Norm Eizenberg; Week 2 MED1011; Anatomy
Fascia is a fibrous connective tissue
The skeletal system contains 206 bones, 29 in the head, 7 in the neck, 25 in the thorax, 19 in the back, 64 in the upper limbs and 62 in the lower limbs. The axial skeleton contains the CNS and thoracic cage, and the appendicular skeleton makes up the limbs and pelvic girdle.
Bone is a dense connective tissue. It is living with the capacity for growth and remodelling. It contains cells (osteoclasts and blasts) and an extracellular matrix (mineralised ground substance without which would make the bone soft, and collagen fibre reinforcement to protect from being brittle).

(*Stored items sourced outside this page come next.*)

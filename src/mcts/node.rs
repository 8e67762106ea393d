//! Information-set node and per-action statistics.
//!
//! Nodes are stored in the `InfoSetStore` arena and addressed by `NodeId`.
//! They hold no parent or child links: the search rediscovers the tree from
//! the root every simulation by looking up information-set keys.

use serde::{Deserialize, Serialize};
use smallvec::SmallVec;

use crate::core::PlayerId;

/// Index into the `InfoSetStore` node arena.
#[derive(Clone, Copy, Debug, PartialEq, Eq, Hash, Serialize, Deserialize)]
pub struct NodeId(pub u32);

impl NodeId {
    /// Create a new node ID.
    #[must_use]
    pub const fn new(id: u32) -> Self {
        Self(id)
    }

    /// Get the raw index value.
    #[inline]
    #[must_use]
    pub const fn raw(self) -> u32 {
        self.0
    }
}

impl std::fmt::Display for NodeId {
    fn fmt(&self, f: &mut std::fmt::Formatter<'_>) -> std::fmt::Result {
        write!(f, "NodeId({})", self.0)
    }
}

/// Identity of an information set: acting player plus its canonical string.
#[derive(Clone, Debug, PartialEq, Eq, Hash, Serialize, Deserialize)]
pub struct InfoSetKey {
    /// Player to act.
    pub player: PlayerId,

    /// Information state (or observation) string for `player`.
    pub info: String,
}

impl InfoSetKey {
    /// Create a key.
    pub fn new(player: PlayerId, info: impl Into<String>) -> Self {
        Self {
            player,
            info: info.into(),
        }
    }
}

impl std::fmt::Display for InfoSetKey {
    fn fmt(&self, f: &mut std::fmt::Formatter<'_>) -> std::fmt::Result {
        write!(f, "{} @ {:?}", self.player, self.info)
    }
}

/// Statistics for one action taken from a node.
#[derive(Clone, Debug, PartialEq, Serialize, Deserialize)]
pub struct ChildStat<A> {
    /// The action.
    pub action: A,

    /// Times this action was chosen from the node.
    pub visits: u32,

    /// Sum of the acting player's returns through this action.
    pub return_sum: f64,

    /// Prior probability from the evaluator.
    pub prior: f64,
}

impl<A> ChildStat<A> {
    /// Create an unvisited child.
    pub fn new(action: A, prior: f64) -> Self {
        Self {
            action,
            visits: 0,
            return_sum: 0.0,
            prior,
        }
    }

    /// Mean return (0 when unvisited).
    #[must_use]
    pub fn mean_return(&self) -> f64 {
        if self.visits == 0 {
            0.0
        } else {
            self.return_sum / self.visits as f64
        }
    }
}

/// A decision point in the search tree, shared by every world state in one
/// information set.
#[derive(Clone, Debug, PartialEq, Serialize, Deserialize)]
pub struct ISMCTSNode<A> {
    /// Total visits; `None` until the first visit evaluates the node.
    pub total_visits: Option<u32>,

    /// Expanded actions in expansion order.
    pub children: SmallVec<[ChildStat<A>; 8]>,

    /// Evaluator priors, fixed at creation. Empty for terminal states.
    pub priors: SmallVec<[(A, f64); 8]>,
}

impl<A> ISMCTSNode<A> {
    /// Create an unexpanded node with the given priors.
    pub fn new(priors: SmallVec<[(A, f64); 8]>) -> Self {
        Self {
            total_visits: None,
            children: SmallVec::new(),
            priors,
        }
    }

    /// Check if the node has never been visited.
    #[must_use]
    pub fn is_unexpanded(&self) -> bool {
        self.total_visits.is_none()
    }

    /// Total visits, counting the unexpanded sentinel as zero.
    #[must_use]
    pub fn visits(&self) -> u32 {
        self.total_visits.unwrap_or(0)
    }

    /// Sum of child visit counts.
    #[must_use]
    pub fn child_visits(&self) -> u32 {
        self.children.iter().map(|c| c.visits).sum()
    }
}

impl<A: Clone + PartialEq> ISMCTSNode<A> {
    /// Prior for an action (0 if the evaluator did not cover it).
    #[must_use]
    pub fn prior(&self, action: &A) -> f64 {
        self.priors
            .iter()
            .find(|(a, _)| a == action)
            .map_or(0.0, |(_, p)| *p)
    }

    /// Statistics for an expanded action.
    #[must_use]
    pub fn child(&self, action: &A) -> Option<&ChildStat<A>> {
        self.children.iter().find(|c| &c.action == action)
    }

    /// Add a child for `action` if missing, taking its prior from `priors`.
    ///
    /// Returns the child's index.
    pub fn expand(&mut self, action: &A) -> usize {
        if let Some(idx) = self.children.iter().position(|c| &c.action == action) {
            return idx;
        }
        let prior = self.prior(action);
        self.children.push(ChildStat::new(action.clone(), prior));
        self.children.len() - 1
    }

    /// Record one pass through this node.
    ///
    /// The node's visit count always grows; the chosen action (if any) is
    /// credited with `value`, the acting player's return.
    pub fn backpropagate(&mut self, chosen: Option<&A>, value: f64) {
        self.total_visits = Some(self.visits() + 1);

        if let Some(action) = chosen {
            let idx = self.expand(action);
            let child = &mut self.children[idx];
            child.visits += 1;
            child.return_sum += value;
        }
    }

    /// Copy of this node restricted to `legal` actions.
    ///
    /// Visits of removed children are subtracted from the copy's total.
    #[must_use]
    pub fn filter_legal(&self, legal: &[A]) -> Self {
        let mut filtered = self.clone();
        let mut removed = 0u32;

        filtered.children.retain(|c| {
            let keep = legal.contains(&c.action);
            if !keep {
                removed += c.visits;
            }
            keep
        });
        filtered.priors.retain(|(a, _)| legal.contains(a));
        filtered.total_visits = self.total_visits.map(|v| v.saturating_sub(removed));

        filtered
    }
}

Bone contains compact bone, cancellous (spongy) bone with trabeculae, and a medullary cavity. Bony trabeculae are oriented against lines of stress and is both compressive and tensile
Articular surfaces of bones are the only parts not covered by periosteum. The medullary cavity contains red sites for haemopoiesis, and yellow sites which contain fat. Yellow marrow retains the ability to turn into haematopoietic tissue, particularly after blood loss.
Bones can be long, short, flat, irregular; also pneumatic, sesamoid and accessory. Bony parts and features are articular surfaces at joints, ends and shaft (of long bones), other surfaces, bony features (elevations from fractures), bony markings (grooves from tendons, nerves)
Structures directly related to bone may be damaged in fractures
Cartilage can be hyaline, fibrous (fibrous bundles) or elastic (similar to hyaline but contains lots of elastin); hyaline is avascular and aneural (glassy), unlike cartilage bone requires a blood supply
Bone development can be intramembranous for flat bones of skull or endochondral for all other bones; primary centres occur in 6-8th weeks of embryo and secondary centres appear after birth
Parts of developing bones are the epiphysis (ends of long bone), metaphysis (part of diaphysis that abuts epiphyseal plate), diaphysis (becomes the shaft of a long bone).
Primary centres of ossification appear in the centre of the diaphysis, cartilage is progressively replaced by bone towards the epiphyses. Secondary centres of ossification can be 'pressure' epiphyses at joints or 'traction' epiphyses at attachments of tendons or ligaments. Epiphyseal (growth) plate is a plate of hyaline cartilage responsible for growth in length (occurs at the metaphysial part of an epiphyseal plate). Almost all secondary ossification centres appear after birth (females earlier than males), epiphyseal fusion occurs after puberty (females generally at an earlier age than males). The earlier an epiphysis appears the later it fuses. Epiphyses for long bones tend to appear before (and fuse after) those for smaller long bones.
Growth in width of a long bone is from the periosteum, growth in length occurs more in one end than the other due to nutrient foramen being directed (away from growing end).
Epiphyseal plate may be differentiated from a fracture by comparing with contralateral bone. Epiphyses can be used to predict age as they fuse in sequence. A narrow cleft on a bone indicates an epiphysis undergoing fusion. An injury to epiphysis or epiphyseal plate will impair subsequent growth. Bone infections from spread through the bloodstream tend to occur at the metaphyseal plate. Interruption of blood supply also impairs bone growth.
Blood supply of developing long bones are from the nutrient arteries, periosteal arteries, metaphysial arteries and epiphysial arteries. In development the epiphyseal and metaphyseal arteries are end arteries and do not link with each other, and interruption of either may impair bone growth. Upon closure, they anastomose. Periosteal bones may be extensively stripped during surgery and deprive the underlying compact bone.
A simple fracture stays within the skin, compound fracture breaks out. In adults bones are stronger than ligaments, vice versa in children. Healing of fractures is more rapid in children than adults. Weight bearing bones heal slower than those that don't.